◆ Task instructions
Would you filter these records and copy every line that has the word "Duration"?

(Saved entries)

//! Cross-instance player-count aggregation.
//!
//! Independent proxy instances expose their player count over HTTP; this
//! module polls a configured list of peer URLs, sums what they report and
//! publishes the total through [`PlayerCounts::publish_aggregate`]. One
//! fetch task per peer runs per cycle, each with its own timeout, and the
//! total only replaces the published value once every task has finished,
//! so readers never see a half-summed cycle.
//!
//! A failing peer contributes zero for the cycle and is retried on the
//! next one; there is no permanent exclusion.

use std::sync::atomic::{AtomicI64, Ordering};
use std::sync::Arc;
use std::time::Duration;

use futures::stream::{FuturesUnordered, StreamExt};
use tokio::io::{AsyncReadExt, AsyncWriteExt};
use tokio::net::TcpStream;
use tokio::time::{interval, timeout};
use tracing::{debug, error, info};

use crate::error::ProxyError;
use crate::status::PlayerCounts;

/// Default gap between aggregation cycles.
pub const DEFAULT_POLL_INTERVAL: Duration = Duration::from_secs(30);

/// Default per-peer request timeout.
pub const DEFAULT_REQUEST_TIMEOUT: Duration = Duration::from_secs(3);

/// Periodically polls peer proxies and publishes their summed player count.
pub struct PeerAggregator {
    peers: Vec<String>,
    poll_interval: Duration,
    request_timeout: Duration,
    counts: Arc<PlayerCounts>,
}

impl PeerAggregator {
    pub fn new(
        peers: Vec<String>,
        poll_interval: Duration,
        request_timeout: Duration,
        counts: Arc<PlayerCounts>,
    ) -> Self {
        Self {
            peers,
            poll_interval,
            request_timeout,
            counts,
        }
    }

    /// Starts the aggregation loop: one cycle immediately, then one per
    /// interval. Cycles never overlap; the ticker only advances once the
    /// previous cycle has joined all its fetch tasks.
    pub fn spawn(self) -> tokio::task::JoinHandle<()> {
        tokio::spawn(async move {
            if self.peers.is_empty() {
                info!("📡 No peer proxies configured, aggregation disabled");
                self.counts.publish_aggregate(0);
                return;
            }
            info!("📡 Aggregating player counts from {} peer(s)", self.peers.len());

            let mut ticker = interval(self.poll_interval);
            loop {
                ticker.tick().await;
                self.run_cycle().await;
            }
        })
    }

    /// Runs one complete aggregation cycle and publishes its total.
    pub async fn run_cycle(&self) {
        let accumulator = Arc::new(AtomicI64::new(0));

        let mut fetches = self
            .peers
            .iter()
            .map(|peer| {
                let accumulator = Arc::clone(&accumulator);
                let peer = peer.clone();
                let request_timeout = self.request_timeout;
                async move {
                    match timeout(request_timeout, fetch_player_count(&peer)).await {
                        Ok(Ok(count)) => {
                            accumulator.fetch_add(count, Ordering::SeqCst);
                        }
                        Ok(Err(e)) => {
                            error!("Failed to fetch player count from {}: {}", peer, e);
                        }
                        Err(_) => {
                            error!("Timed out fetching player count from {}", peer);
                        }
                    }
                }
            })
            .collect::<FuturesUnordered<_>>();

        while fetches.next().await.is_some() {}

        let total = accumulator.load(Ordering::SeqCst);
        self.counts.publish_aggregate(total);
        debug!("Aggregation cycle complete: {} player(s) on peers", total);
    }
}

/// Fetches one peer's player count: a plain HTTP/1.1 GET whose response
/// body is a decimal integer.
pub async fn fetch_player_count(peer: &str) -> Result<i64, ProxyError> {
    let (host, path) = split_peer_url(peer);
    let authority = if host.contains(':') {
        host.to_string()
    } else {
        format!("{host}:80")
    };

    let mut stream = TcpStream::connect(&authority)
        .await
        .map_err(|e| ProxyError::Network(format!("connect failed: {e}")))?;

    let request = format!("GET {path} HTTP/1.1\r\nHost: {host}\r\nConnection: close\r\n\r\n");
    stream.write_all(request.as_bytes()).await?;

    let mut response = Vec::new();
    stream.read_to_end(&mut response).await?;
    let response = String::from_utf8_lossy(&response);

    let (head, body) = response
        .split_once("\r\n\r\n")
        .ok_or_else(|| ProxyError::Network("invalid HTTP response".to_string()))?;

    let status_line = head.lines().next().unwrap_or_default();
    let status = status_line.split_whitespace().nth(1).unwrap_or_default();
    if status != "200" {
        return Err(ProxyError::Network(format!("unexpected status: {status_line}")));
    }

    body.trim()
        .parse::<i64>()
        .map_err(|e| ProxyError::Network(format!("non-numeric player count {body:?}: {e}")))
}

/// Splits a peer URL of the form `http://host[:port][/path]` into its
/// authority and path. The scheme prefix is optional.
fn split_peer_url(peer: &str) -> (&str, &str) {
    let rest = peer.trim_start_matches("http://");
    match rest.split_once('/') {
        Some((host, path_rest)) if !path_rest.is_empty() => {
            (host, &rest[host.len()..])
        }
        Some((host, _)) => (host, "/"),
        None => (rest, "/"),
    }
}
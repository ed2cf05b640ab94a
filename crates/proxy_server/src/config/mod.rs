//! Configuration loading.
//!
//! Loads the JSON configuration from disk. A missing file is replaced with
//! a freshly written default configuration so a new deployment starts with
//! something editable; an unreadable or unparseable file is an error the
//! caller treats as fatal.

pub mod settings;

pub use settings::{
    Config, GroupSettings, LoadBalancerSettings, LoggingSettings, ServerEntry, WebSettings,
    WhitelistSettings,
};

use std::path::Path;

use tracing::{info, warn};

use crate::error::ProxyError;

/// Loads configuration from `path`, creating a default file if none exists.
pub async fn load_config(path: &Path) -> Result<Config, ProxyError> {
    if path.exists() {
        let contents = tokio::fs::read_to_string(path)
            .await
            .map_err(|e| ProxyError::Config(format!("failed to read {}: {e}", path.display())))?;
        serde_json::from_str(&contents)
            .map_err(|e| ProxyError::Config(format!("failed to parse {}: {e}", path.display())))
    } else {
        warn!("Configuration file not found: {}, using defaults", path.display());

        let config = Config::default();
        let contents = serde_json::to_string_pretty(&config)
            .map_err(|e| ProxyError::Internal(format!("failed to serialize defaults: {e}")))?;
        tokio::fs::write(path, contents)
            .await
            .map_err(|e| ProxyError::Config(format!("failed to write {}: {e}", path.display())))?;
        info!("Created default configuration file: {}", path.display());

        Ok(config)
    }
}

◆ Worked solution
use std::time::Duration;
pub const DEFAULT_POLL_INTERVAL: Duration = Duration::from_secs(30);
pub const DEFAULT_REQUEST_TIMEOUT: Duration = Duration::from_secs(3);
    poll_interval: Duration,
    request_timeout: Duration,
        poll_interval: Duration,
        request_timeout: Duration,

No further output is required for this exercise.